Saturday, March 17, 2012

War is a spectacularly unproductive expenditure, bringing eventual economic ruin....

War is a spectacularly unproductive expenditure, bringing eventual economic ruin....

Both hyperinflation and protracted deflation are extraordinary economic events. And it is telling that they are much more common in the 20th century and after than in all preceding recorded history. Ah, the joys of modernity.

While prices can certainly increase based on fluctuations in supply and demand, by definition 'a general price inflation is an increase in the money supply without a corresponding increase in real output causing an increase in general price levels.'

War and other natural disasters and dislocations can cause temporary bouts of severe inflation and deflation, but endogenous episodes of hyperinflation or deflation are almost always the result of policy error in a genuinely sovereign currency, that is, not contingent on an external entity. Although that policy error can be precipitated as a response to some external stimulus, very often unfunded war debts for example.

War is a spectacularly unproductive expenditure, and a nation that engages in continual wars is almost always brought to eventual economic ruin, if for nothing else than overreach.

Hyperinflation is generally considered to be an increase of over 50% in price levels based on a monetary phenomenon. This increase is caused by decisions on the part of the central bank to increase the money supply at a high rate leading to a loss in its value.

Although it is a low probability event I have said that a hyperinflation, since it is a policy decision, is certainly possible in the US dollar. I have spent quite a bit of time trying to assess the probabilities, and in order to do that, one must understand the actual mechanism by which it would occur. I had been unable to find that described elsewhere, except in the most general of terms and the piling on of anecdotal evidence.

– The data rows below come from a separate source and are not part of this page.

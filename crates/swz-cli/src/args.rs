use clap::Parser;
use std::path::PathBuf;

/// Front-end driver: tokenize, parse, and analyze one translation unit.
#[derive(Debug, Parser)]
#[command(name = "swz", version, about = "swz compiler front-end")]
pub struct Args {
    /// Source file to compile.
    pub file: PathBuf,

    /// Emit diagnostics as JSON instead of human-readable text.
    #[arg(long)]
    pub json: bool,

    /// Print the parsed AST back as source and exit.
    #[arg(long)]
    pub dump: bool,

    /// Suppress warnings; errors are still reported.
    #[arg(long, short)]
    pub quiet: bool,
}
//! Command-line driver.
//!
//! Reads one source file, runs the parser and semantic analyzer, and prints
//! the accumulated diagnostics. The core never aborts; the driver's exit
//! code reflects whether any errors were reported.

mod args;

use anyhow::Context;
use args::Args;
use clap::Parser;
use colored::Colorize;
use std::process::ExitCode;
use swz_common::diagnostics::{Diagnostic, DiagnosticSeverity};
use swz_common::position::LineMap;
use swz_sema::{SemanticAnalyzer, SymbolRegistry};

fn main() -> ExitCode {
    match run() {
        Ok(had_errors) => {
            if had_errors {
                ExitCode::FAILURE
            } else {
                ExitCode::SUCCESS
            }
        }
        Err(err) => {
            eprintln!("{} {err:#}", "error:".red().bold());
            ExitCode::FAILURE
        }
    }
}

fn run() -> anyhow::Result<bool> {
    tracing_subscriber::fmt()
        .with_env_filter(tracing_subscriber::EnvFilter::from_default_env())
        .with_writer(std::io::stderr)
        .init();

    let args = Args::parse();
    let file_name = args.file.display().to_string();
    let source = std::fs::read_to_string(&args.file)
        .with_context(|| format!("cannot read {file_name}"))?;

    let mut parser = swz_parser::ParserState::new(&file_name, &source);
    let program = parser.parse_source_file();
    let mut diagnostics = parser.take_diagnostics();

    if args.dump {
        print!("{}", swz_parser::printer::print_program(&program));
        return Ok(diagnostics.iter().any(Diagnostic::is_error));
    }

    let mut registry = SymbolRegistry::bootstrap();
    let mut analyzer = SemanticAnalyzer::new(&mut registry, &file_name);
    analyzer.run(&program);
    diagnostics.extend(analyzer.into_result().diagnostics);
    diagnostics.sort_by_key(|d| d.span.start);

    if args.quiet {
        diagnostics.retain(Diagnostic::is_error);
    }

    if args.json {
        println!("{}", serde_json::to_string_pretty(&diagnostics)?);
    } else {
        let line_map = LineMap::build(&source);
        for diag in &diagnostics {
            print_diagnostic(diag, &line_map, &source);
        }
    }
    Ok(diagnostics.iter().any(Diagnostic::is_error))
}

fn print_diagnostic(diag: &Diagnostic, line_map: &LineMap, source: &str) {
    let pos = line_map.line_col(diag.span.start, source);
    let severity = match diag.severity {
        DiagnosticSeverity::Fatal => "fatal".red().bold(),
        DiagnosticSeverity::Error => "error".red().bold(),
        DiagnosticSeverity::Warning => "warning".yellow().bold(),
        DiagnosticSeverity::Note => "note".cyan(),
    };
    eprintln!(
        "{}:{}: {severity}[{}]: {}",
        diag.file,
        pos,
        diag.code,
        diag.message_text()
    );
}
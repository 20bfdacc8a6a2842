mod common;

use common::{codes_of, diagnostics};
use swz_common::diagnostics::diagnostic_codes as codes;

#[test]
fn let_cannot_be_reassigned_after_initialization() {
    let diags = diagnostics("let a = 1\na = 2");
    assert_eq!(codes_of(&diags), vec![codes::E_CANNOT_ASSIGN_TO_A_IN_B_2]);
    assert_eq!(diags[0].args[0], "a");
}

#[test]
fn var_can_be_reassigned() {
    assert!(diagnostics("var a = 1\na = 2\na = 3").is_empty());
}

#[test]
fn let_used_within_its_own_initial_value_is_reported() {
    let diags = diagnostics("let x = x + 1");
    assert!(codes_of(&diags).contains(&codes::E_USE_OF_INITIALIZING_VARIABLE_1));
    assert_eq!(diags[0].args, vec!["x"]);
}

#[test]
fn reading_an_uninitialized_binding_is_reported() {
    let diags = diagnostics("let a : Int\nlet b = a");
    assert_eq!(codes_of(&diags), vec![codes::E_USE_OF_UNINITIALIZED_VARIABLE_1]);
    assert_eq!(diags[0].args, vec!["a"]);
}

#[test]
fn deferred_initialization_of_a_let_is_allowed_once() {
    assert!(diagnostics("let a : Int\na = 1\nlet b = a").is_empty());
}

#[test]
fn second_assignment_to_a_deferred_let_is_rejected() {
    let diags = diagnostics("let a : Int\na = 1\na = 2");
    assert_eq!(codes_of(&diags), vec![codes::E_CANNOT_ASSIGN_TO_A_IN_B_2]);
}

#[test]
fn initialization_on_both_branches_counts() {
    let source = "let a : Int\n\
                  if true {\n    a = 1\n} else {\n    a = 2\n}\n\
                  let b = a";
    assert!(diagnostics(source).is_empty());
}

#[test]
fn initialization_on_one_branch_only_does_not_count() {
    let source = "let a : Int\n\
                  if true {\n    a = 1\n}\n\
                  let b = a";
    let diags = diagnostics(source);
    assert!(codes_of(&diags).contains(&codes::E_USE_OF_UNINITIALIZED_VARIABLE_1));
}

#[test]
fn branch_local_initialization_does_not_leak_into_the_sibling_branch() {
    // Both branches may initialize the same `let`; neither sees the other.
    let source = "let a : Int\n\
                  if true {\n    a = 1\n} else {\n    a = 2\n}";
    assert!(diagnostics(source).is_empty());
}

#[test]
fn assignment_after_branch_initialization_is_rejected_for_let() {
    let source = "let a : Int\n\
                  if true {\n    a = 1\n} else {\n    a = 2\n}\n\
                  a = 3";
    let diags = diagnostics(source);
    assert_eq!(codes_of(&diags), vec![codes::E_CANNOT_ASSIGN_TO_A_IN_B_2]);
}

#[test]
fn loop_body_initialization_does_not_count() {
    let source = "let a : Int\n\
                  while true {\n    a = 1\n}\n\
                  let b = a";
    let diags = diagnostics(source);
    assert!(codes_of(&diags).contains(&codes::E_USE_OF_UNINITIALIZED_VARIABLE_1));
}

#[test]
fn function_parameters_are_initialized() {
    assert!(diagnostics("func f(a : Int) -> Int {\n    return a + 1\n}").is_empty());
}
fn escape_string(s: &str) -> String {
    let mut out = String::with_capacity(s.len());
    for c in s.chars() {
        match c {
            '\n' => out.push_str("\\n"),
            '\r' => out.push_str("\\r"),
            '\t' => out.push_str("\\t"),
            '\0' => out.push_str("\\0"),
            '\\' => out.push_str("\\\\"),
            '"' => out.push_str("\\\""),
            _ => out.push(c),
        }
    }
    out
}
//! Keyword matching shared by the classifier and the topic extractor.
//!
//! Both rule tables test a lower-cased title against keyword lists. Two modes
//! are available:
//!
//! | Mode | Behavior |
//! |------|----------|
//! | [`MatchMode::Substring`] | Plain substring test. `"ev"` matches inside `"every"`. This is the default and reproduces the feed's historical categorization exactly. |
//! | [`MatchMode::Word`] | Keyword must sit on word boundaries, so `"ev"` only matches the standalone word. |

use clap::ValueEnum;
use regex::Regex;
use serde::{Deserialize, Serialize};
use std::fmt;

/// How keywords are matched against a title.
#[derive(Debug, Clone, Copy, Default, PartialEq, Eq, Serialize, Deserialize, ValueEnum)]
#[serde(rename_all = "lowercase")]
pub enum MatchMode {
    /// Case-insensitive substring containment.
    #[default]
    Substring,
    /// Case-insensitive match on word boundaries.
    Word,
}

impl fmt::Display for MatchMode {
    fn fmt(&self, f: &mut fmt::Formatter<'_>) -> fmt::Result {
        match self {
            MatchMode::Substring => f.write_str("substring"),
            MatchMode::Word => f.write_str("word"),
        }
    }
}

/// Build a word-boundary alternation for a static keyword list,
/// e.g. `\b(?:gas|oil)\b`. Keywords are escaped before joining.
pub fn word_pattern(keywords: &[&str]) -> Result<Regex, regex::Error> {
    let alternation = keywords
        .iter()
        .map(|kw| regex::escape(kw))
        .collect::<Vec<_>>()
        .join("|");
    Regex::new(&format!(r"\b(?:{alternation})\b"))
}

/// True when `lower_title` contains any of `keywords` as a substring.
pub fn contains_any(lower_title: &str, keywords: &[&str]) -> bool {
    keywords.iter().any(|kw| lower_title.contains(kw))
}
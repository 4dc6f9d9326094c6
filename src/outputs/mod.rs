//! Output generation for the dashboard views.
//!
//! # Submodules
//!
//! - [`json`]: Writes the [`Dashboard`](crate::dashboard::Dashboard) to a JSON file for chart front-ends
//! - [`markdown`]: Renders the dashboard as a Markdown report
//!
//! # Output Structure
//!
//! ```text
//! json_output_dir/
//! └── 2025-05-06/
//!     └── dashboard.json
//!
//! markdown_output_dir/
//! └── 2025-05-06_alerts.md
//! ```

pub mod json;
pub mod markdown;
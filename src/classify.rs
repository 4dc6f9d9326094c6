//! Keyword classifier assigning each alert exactly one [`Category`].
//!
//! The lower-cased title is tested against an ordered rule table and the
//! first matching rule wins. A title mentioning both "gas" and "market" is
//! therefore [`Category::EnergyGas`], because the energy rule comes first.
//! Titles that match no rule fall through to [`Category::Other`], so
//! classification is total.

use crate::keywords::{MatchMode, contains_any, word_pattern};
use once_cell::sync::Lazy;
use regex::Regex;
use serde::{Deserialize, Serialize};
use std::fmt;
use std::str::FromStr;
use tracing::{error, trace};

/// Closed set of alert categories.
#[derive(Debug, Clone, Copy, PartialEq, Eq, PartialOrd, Ord, Hash, Serialize, Deserialize)]
pub enum Category {
    EnergyGas,
    Chemicals,
    Renewables,
    Sponsorship,
    Financial,
    International,
    Other,
}

impl Category {
    /// All categories in rule order, catch-all last.
    pub const ALL: [Category; 7] = [
        Category::EnergyGas,
        Category::Chemicals,
        Category::Renewables,
        Category::Sponsorship,
        Category::Financial,
        Category::International,
        Category::Other,
    ];

    /// Human-facing label used in reports.
    pub fn label(self) -> &'static str {
        match self {
            Category::EnergyGas => "Energy & Gas",
            Category::Chemicals => "Chemicals",
            Category::Renewables => "Renewables",
            Category::Sponsorship => "Sponsorship",
            Category::Financial => "Financial",
            Category::International => "International",
            Category::Other => "Other",
        }
    }

    /// Variant name as serialized, e.g. `"EnergyGas"`.
    pub fn name(self) -> &'static str {
        match self {
            Category::EnergyGas => "EnergyGas",
            Category::Chemicals => "Chemicals",
            Category::Renewables => "Renewables",
            Category::Sponsorship => "Sponsorship",
            Category::Financial => "Financial",
            Category::International => "International",
            Category::Other => "Other",
        }
    }
}

impl fmt::Display for Category {
    fn fmt(&self, f: &mut fmt::Formatter<'_>) -> fmt::Result {
        f.write_str(self.label())
    }
}

/// Error returned when a category name is not recognized.
#[derive(Debug, Clone, PartialEq, Eq, thiserror::Error)]
#[error("unknown category '{0}'")]
pub struct UnknownCategory(pub String);

impl FromStr for Category {
    type Err = UnknownCategory;

    /// Accepts the variant name or the display label, case-insensitively.
    fn from_str(s: &str) -> Result<Self, Self::Err> {
        let wanted = s.trim();
        Category::ALL
            .into_iter()
            .find(|c| c.name().eq_ignore_ascii_case(wanted) || c.label().eq_ignore_ascii_case(wanted))
            .ok_or_else(|| UnknownCategory(s.to_string()))
    }
}

/// Ordered classification rules. Order is significant: first match wins.
pub const RULES: &[(Category, &[&str])] = &[
    (Category::EnergyGas, &["gas", "oil", "upstream", "pipeline"]),
    (Category::Chemicals, &["chemical", "butac", "polymer"]),
    (Category::Renewables, &["renewable", "solar", "hydrogen", "green", "ev"]),
    (Category::Sponsorship, &["f1", "formula", "motorsport"]),
    (Category::Financial, &["market", "stock", "epf", "investment"]),
    (Category::International, &["brazil", "international", "australia", "georgia"]),
];

static WORD_RULES: Lazy<Vec<(Category, Regex)>> = Lazy::new(|| {
    RULES
        .iter()
        .filter_map(|(category, keywords)| match word_pattern(keywords) {
            Ok(re) => Some((*category, re)),
            Err(e) => {
                error!(%category, error = %e, "Skipping word rule that failed to compile");
                None
            }
        })
        .collect()
});

/// Assign a category to a title.
///
/// Pure and total: every title maps to exactly one category, and the same
/// title always maps to the same category.
pub fn classify(title: &str, mode: MatchMode) -> Category {
    let lower = title.to_lowercase();
    let category = match mode {
        MatchMode::Substring => RULES
            .iter()
            .find(|(_, keywords)| contains_any(&lower, keywords))
            .map(|(category, _)| *category),
        MatchMode::Word => WORD_RULES
            .iter()
            .find(|(_, re)| re.is_match(&lower))
            .map(|(category, _)| *category),
    }
    .unwrap_or(Category::Other);

    trace!(%title, ?category, %mode, "Classified title");
    category
}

Based on some thinking, the most likely cause of it would be an inappropriate response to a threat to the banks because of an event in the derivatives market which is a major credit bubble, intricately interlocking almost all financial institutions. Critical Mass: The Mispricing of Derivatives Risk and How the Financial World Ends....

I think there is sufficient room for doubt that the Fed, the President and the Congress would 'do the right thing' for the public rather than their crony capitalists when it comes down to it. They are caught in a credibility trap, and are unable to police or reform the system without indicting themselves.

I have even entertained the thought that a few of the Banks have used their own precarious positions as leverage, a sort of soft extortion, or mutually assured destruction, to fundamentally do as they please. I am not alone in this. Mr. Max Keiser calls them 'financial terrorists,' and in his highly expressive way he may be right. That was certainly evident in the passage of the TARP.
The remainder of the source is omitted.